The Science of Single, Same Sex, and “Multiplex” Parenting: Could this Be Our Reproductive Future?
A new Advanced Reproductive Technology called In vitro gametogenesis (IVG) is giving the phrase “it takes a village” new meaning. It was developed out of the discovery that scientists can now use stems cells to create gametes, which can then be made into either sperm cells or egg cells. IVG really started to turn heads when scientists proved that these cells could actually produce offspring in mice.
The social implications of this new technology will make us rethink the concept of modern family
The implications for this technology are that down the road it could not only offer a cure for infertility in humans, but also radically change the nature and our definition of biological family. That’s because the technology could help same sex couples reproduce so that each partner is biologically related to their child. Even more radical, it could also facilitate “multiplex parenting,” a term coined by scientists in the Journal of Medical Ethics, as “a radical expansion of reproductive autonomy that allowed more than two persons to engage simultaneously in genetic parenting.”
Beyond biology, the social implications of this new technology will make us rethink the concept of modern family and its ethical use. Sonia Suter, a law professor at George Washington University recently wrote about the ethics of IVG in the Journal of Law and Biosciences:
Among these issues are concerns about the ‘unnaturalness’ of the means of procreation, the difficulties of determining parentage, challenges to the meaning of procreation and parentage, as well as worries about physical and psychosocial harms to the future child.

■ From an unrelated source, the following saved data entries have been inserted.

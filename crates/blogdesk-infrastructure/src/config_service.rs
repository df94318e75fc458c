//! Configuration service implementation.
//!
//! This module provides a ConfigService that loads the client configuration
//! from the configuration file (~/.config/blogdesk/config.toml).

use blogdesk_core::config::ClientConfig;
use blogdesk_core::error::{BlogError, Result};
use std::fs;
use std::path::{Path, PathBuf};
use std::sync::{Arc, RwLock};

/// Configuration service that loads and caches the client configuration.
///
/// A missing or empty file yields the default configuration. A file that
/// exists but does not parse is reported as `BlogError::Config`.
#[derive(Debug, Clone)]
pub struct ConfigService {
    /// Explicit config path; `None` resolves the platform default
    path: Option<PathBuf>,
    /// Cached configuration loaded from file.
    /// Uses RwLock for thread-safe lazy loading.
    config: Arc<RwLock<Option<ClientConfig>>>,
}

impl ConfigService {
    /// Creates a ConfigService reading the platform default path.
    ///
    /// The configuration is loaded lazily on first access.
    pub fn new() -> Self {
        Self {
            path: None,
            config: Arc::new(RwLock::new(None)),
        }
    }

    /// Creates a ConfigService reading `path`.
    pub fn with_path(path: impl Into<PathBuf>) -> Self {
        Self {
            path: Some(path.into()),
            config: Arc::new(RwLock::new(None)),
        }
    }

    /// Gets the client configuration, loading from file if not cached.
    pub fn get_config(&self) -> Result<ClientConfig> {
        // Check if already cached
        {
            let read_lock = self.config.read().unwrap_or_else(|e| e.into_inner());
            if let Some(ref cached) = *read_lock {
                return Ok(cached.clone());
            }
        }

        let loaded = match self.config_path() {
            Some(path) => Self::load_from(&path)?,
            None => {
                tracing::warn!("[ConfigService] No config directory, using defaults");
                ClientConfig::default()
            }
        };

        // Cache it
        {
            let mut write_lock = self.config.write().unwrap_or_else(|e| e.into_inner());
            *write_lock = Some(loaded.clone());
        }

        Ok(loaded)
    }

    /// Invalidates the cache, forcing a reload on next access.
    pub fn invalidate_cache(&self) {
        let mut write_lock = self.config.write().unwrap_or_else(|e| e.into_inner());
        *write_lock = None;
    }

    /// Path the configuration is read from.
    pub fn config_path(&self) -> Option<PathBuf> {
        self.path.clone().or_else(Self::default_config_path)
    }

    /// `<config_dir>/blogdesk/config.toml`
    pub fn default_config_path() -> Option<PathBuf> {
        dirs::config_dir().map(|dir| dir.join("blogdesk").join("config.toml"))
    }

    fn load_from(path: &Path) -> Result<ClientConfig> {
        if !path.exists() {
            tracing::debug!("[ConfigService] {:?} not found, using defaults", path);
            return Ok(ClientConfig::default());
        }

        let content = fs::read_to_string(path).map_err(|e| {
            BlogError::config(format!("Failed to read config file at {:?}: {}", path, e))
        })?;

        if content.trim().is_empty() {
            return Ok(ClientConfig::default());
        }

        toml::from_str(&content).map_err(|e| {
            BlogError::config(format!("Failed to parse TOML from {:?}: {}", path, e))
        })
    }
}

impl Default for ConfigService {
    fn default() -> Self {
        Self::new()
    }
}

#[cfg(test)]
mod tests {
    use super::*;
    use tempfile::TempDir;

    #[test]
    fn test_missing_file_yields_defaults() {
        let dir = TempDir::new().unwrap();
        let service = ConfigService::with_path(dir.path().join("config.toml"));

        assert_eq!(service.get_config().unwrap(), ClientConfig::default());
    }

    #[test]
    fn test_reads_overrides_and_caches() {
        let dir = TempDir::new().unwrap();
        let path = dir.path().join("config.toml");
        fs::write(&path, "collection = \"posts\"\nmin_password_length = 10\n").unwrap();
        let service = ConfigService::with_path(&path);

        let config = service.get_config().unwrap();
        assert_eq!(config.collection, "posts");
        assert_eq!(config.min_password_length, 10);
        assert_eq!(config.entry_view, "/login");

        // Cached until invalidated
        fs::write(&path, "collection = \"other\"\n").unwrap();
        assert_eq!(service.get_config().unwrap().collection, "posts");
        service.invalidate_cache();
        assert_eq!(service.get_config().unwrap().collection, "other");
    }

    #[test]
    fn test_unparsable_file_is_config_error() {
        let dir = TempDir::new().unwrap();
        let path = dir.path().join("config.toml");
        fs::write(&path, "collection = [unterminated").unwrap();
        let service = ConfigService::with_path(&path);

        let result = service.get_config();
        assert!(matches!(result, Err(BlogError::Config(_))));
    }
}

Many of these concerns arise because IVG seems radically different from other means of procreation. In the context of prenatal screening, IVG raises concerns about its eugenic implications and potential to exacerbate social inequities.
Biological Connection for Same Sex Couples
For a lesbian couple, IVG could help to produce sperm from one female partners’ stem cells. The couple could then conceive using the natural egg of the other partner and the IVG produced sperm. The couple could then choose whose uterus in which the resulting embryo would be implanted. With gay male partners, the scenario would be similar: an egg cell would be produced from the stem cell of one partner and then inseminated with the sperm of the other to produce an embryo. They would clearly still need a surrogate to carry the developing embryo to term.
Single Parent and Multiple Parent Reproduction
IVG could also make it possible for embryos to be reproduced from multiple parents or a single parent. In the case of a single person, it would involve creating sperm and egg cells from their stem cells and reproducing them. The authors of a paper in the Journal of Medical Ethics make it clear that this is not the same as cloning because the process would not involve replicating the person’s DNA.
Multiplex parenting, which involves more than two parents, raises the strongest ethical implications. In 2015, the UK became the first country to legalize “three-parent babies,” through the using two new technologies called mitochondrial donation and maternal spindle transfer.
A story by Carl Engelking in Discover magazine describes it this way:
Fertilizing a maternal egg and a donor egg with the father’s sperm in a dish, and then removing the nuclei of both embryos after one day of development (when the embryo is still a single cell). The donor embryo then contains just a cell membrane and mitochondria. The parental nucleus is implanted into this new shell and goes on developing. The second approach occurs before fertilization. This technique removes the nucleus and other innards of the maternal egg (leaving behind the diseased mitochondria) and implants them into a donor egg, which is then fertilized with the father’s sperm.
IVG could take this scenario beyond three parents to up to 32 genetic relationships.
As new Advanced Reproductive Technologies become reality, we will have to continue to deeply consider the ethics around our choices to use them, so that they contribute to the most thoughtful and positive evolution of family relationships.